A luta da população trans no Brasil é antiga, mas foi entre o período da ditadura militar e da epidemia de AIDs, nas décadas de 70 e 90, que os grupos se articularam pressionados pela situação de violência e preconceito, lançando luz sobre questões fundamentais e abrindo os primeiros debates acerca da condição social dessa comunidade.

Foi nessa época que surgiu a primeira iniciativa de política pública para pessoas trans que se tem notícia no Brasil; uma casa de acolhimento que recebia trans e travestis marginalizadas por serem portadoras de HIV. A casa, localizada no Bexiga, em São Paulo, foi batizada de “Palácio das Princesas” e era comandada por Brenda Lee, mulher trans que, visando atender uma necessidade urgente, mudou a história de muitas outras mulheres que passaram pelo seu lar.
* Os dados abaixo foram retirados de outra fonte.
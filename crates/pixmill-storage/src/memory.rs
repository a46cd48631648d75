use crate::keys::validate_key;
use crate::traits::{BlobStore, StorageError, StorageResult};
use crate::StorageBackend;
use async_trait::async_trait;
use bytes::Bytes;
use std::collections::HashMap;
use tokio::sync::RwLock;

#[derive(Clone)]
struct StoredObject {
    data: Bytes,
    content_type: String,
}

/// Process-local blob store, mainly for tests and one-shot CLI runs
#[derive(Default)]
pub struct InMemoryStorage {
    objects: RwLock<HashMap<String, StoredObject>>,
}

impl InMemoryStorage {
    pub fn new() -> Self {
        Self::default()
    }

    /// Content type recorded by the last `put` for `key`
    pub async fn content_type(&self, key: &str) -> Option<String> {
        self.objects
            .read()
            .await
            .get(key)
            .map(|o| o.content_type.clone())
    }

    pub async fn len(&self) -> usize {
        self.objects.read().await.len()
    }

    pub async fn is_empty(&self) -> bool {
        self.objects.read().await.is_empty()
    }
}

#[async_trait]
impl BlobStore for InMemoryStorage {
    async fn get(&self, key: &str) -> StorageResult<Bytes> {
        validate_key(key)?;
        self.objects
            .read()
            .await
            .get(key)
            .map(|o| o.data.clone())
            .ok_or_else(|| StorageError::NotFound(key.to_string()))
    }

    async fn put(&self, key: &str, data: Bytes, content_type: &str) -> StorageResult<()> {
        validate_key(key)?;
        tracing::debug!(key = %key, size_bytes = data.len(), "In-memory storage upload");
        self.objects.write().await.insert(
            key.to_string(),
            StoredObject {
                data,
                content_type: content_type.to_string(),
            },
        );
        Ok(())
    }

    async fn delete(&self, key: &str) -> StorageResult<()> {
        validate_key(key)?;
        self.objects.write().await.remove(key);
        Ok(())
    }

    async fn exists(&self, key: &str) -> StorageResult<bool> {
        validate_key(key)?;
        Ok(self.objects.read().await.contains_key(key))
    }

    fn backend_type(&self) -> StorageBackend {
        StorageBackend::Memory
    }
}

#[cfg(test)]
mod tests {
    use super::*;

    #[tokio::test]
    async fn test_put_get_delete() {
        let storage = InMemoryStorage::new();
        assert!(storage.is_empty().await);

        storage
            .put("images/a.webp", Bytes::from_static(b"abc"), "image/webp")
            .await
            .unwrap();

        assert_eq!(storage.len().await, 1);
        assert_eq!(
            storage.get("images/a.webp").await.unwrap(),
            Bytes::from_static(b"abc")
        );
        assert_eq!(
            storage.content_type("images/a.webp").await.as_deref(),
            Some("image/webp")
        );

        storage.delete("images/a.webp").await.unwrap();
        assert!(!storage.exists("images/a.webp").await.unwrap());
        assert!(matches!(
            storage.get("images/a.webp").await,
            Err(StorageError::NotFound(_))
        ));
    }

    #[tokio::test]
    async fn test_invalid_key() {
        let storage = InMemoryStorage::new();
        let result = storage
            .put("../escape", Bytes::from_static(b"x"), "image/png")
            .await;
        assert!(matches!(result, Err(StorageError::InvalidKey(_))));
    }
}
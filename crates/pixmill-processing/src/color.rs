use crate::error::{ProcessingError, ProcessingResult};
use serde::{Deserialize, Serialize};
use std::fmt;
use std::str::FromStr;

/// RGBA color parsed from a hex string (`fff`, `ffffff`, `ffffff80`, optional `#`)
#[derive(Debug, Clone, Copy, PartialEq, Eq, Serialize, Deserialize)]
#[serde(try_from = "String", into = "String")]
pub struct Color {
    pub r: u8,
    pub g: u8,
    pub b: u8,
    pub a: u8,
}

impl Color {
    pub const WHITE: Color = Color::rgb(255, 255, 255);
    pub const BLACK: Color = Color::rgb(0, 0, 0);

    pub const fn rgb(r: u8, g: u8, b: u8) -> Self {
        Self { r, g, b, a: 255 }
    }

    pub fn to_rgba(self) -> [u8; 4] {
        [self.r, self.g, self.b, self.a]
    }

    /// Same color with alpha forced to 255
    pub fn opaque(self) -> Self {
        Self { a: 255, ..self }
    }

    pub fn parse(input: &str) -> ProcessingResult<Self> {
        let hex = input.trim().trim_start_matches('#');
        let invalid = || ProcessingError::invalid(format!("Invalid hex color: {}", input));

        if !hex.is_ascii() {
            return Err(invalid());
        }

        let channel = |s: &str| u8::from_str_radix(s, 16).map_err(|_| invalid());

        match hex.len() {
            3 => {
                let expand = |i: usize| channel(&hex[i..i + 1].repeat(2));
                Ok(Color::rgb(expand(0)?, expand(1)?, expand(2)?))
            }
            6 => Ok(Color::rgb(
                channel(&hex[0..2])?,
                channel(&hex[2..4])?,
                channel(&hex[4..6])?,
            )),
            8 => Ok(Color {
                r: channel(&hex[0..2])?,
                g: channel(&hex[2..4])?,
                b: channel(&hex[4..6])?,
                a: channel(&hex[6..8])?,
            }),
            _ => Err(invalid()),
        }
    }
}

impl Default for Color {
    fn default() -> Self {
        Color::BLACK
    }
}

impl FromStr for Color {
    type Err = ProcessingError;

    fn from_str(s: &str) -> Result<Self, Self::Err> {
        Color::parse(s)
    }
}

impl TryFrom<String> for Color {
    type Error = ProcessingError;

    fn try_from(value: String) -> Result<Self, Self::Error> {
        Color::parse(&value)
    }
}

impl From<Color> for String {
    fn from(color: Color) -> Self {
        color.to_string()
    }
}

impl fmt::Display for Color {
    fn fmt(&self, f: &mut fmt::Formatter<'_>) -> fmt::Result {
        write!(f, "{:02x}{:02x}{:02x}", self.r, self.g, self.b)?;
        if self.a != 255 {
            write!(f, "{:02x}", self.a)?;
        }
        Ok(())
    }
}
Por meio de uma parceria com a Secretaria da Saúde do Estado de S.Paulo, Brenda Lee, aos poucos, transformou o terreno numa extensão do Hospital Emílio Ribas, que passou a tratar das pacientes soropositivo naquele espaço. Mais tarde, o local se transformou numa ONG e foi rebatizado para Casa de apoio Brenda Lee, após esta ser brutalmente assassinada.

 

 

 

 

 

 

 

 

 

 

 

 

A artista plástica, pesquisadora e ativista política Neon Cunha, primeira mulher trans a pedir morte assistida para garantir o direito de usar a constituição em seu processo de retificação de documentos, conta sua trajetória desde a infância até o momento em que decide “existir”. Em suas próprias palavras, veja um retrato da história de luta, ativismo, engajamento social, estudo e ressignificação pessoal:

 

 

 

 

 

 

 

De acordo com a ANTRA, as eleições de 2020 registrou cerca de 294 candidaturas de pessoas trans em todo o Brasil, um número recorde que vem aumentando com o passar dos anos. Desse total, 263 eram travestis e mulheres trans vinculadas a partidos de esquerda e de direita. Ainda que não seja possível mensurar a agenda partidária de cada uma delas, sua presença deve ser notada. Como já dizia um velho ditado brasileiro: “quem não é visto, não é lembrado”.

O esforço conjunto feito, em grande parte, por mulheres trans ao longo das décadas, culminou no desenvolvimento de ações pontuais de assistência, acolhimento, inclusão e políticas públicas. Hoje, alguns Estados no Brasil contam com programas que, apesar da pouca abrangência, funcionam e oferecem mais possibilidades para as vítimas desse apartheid social.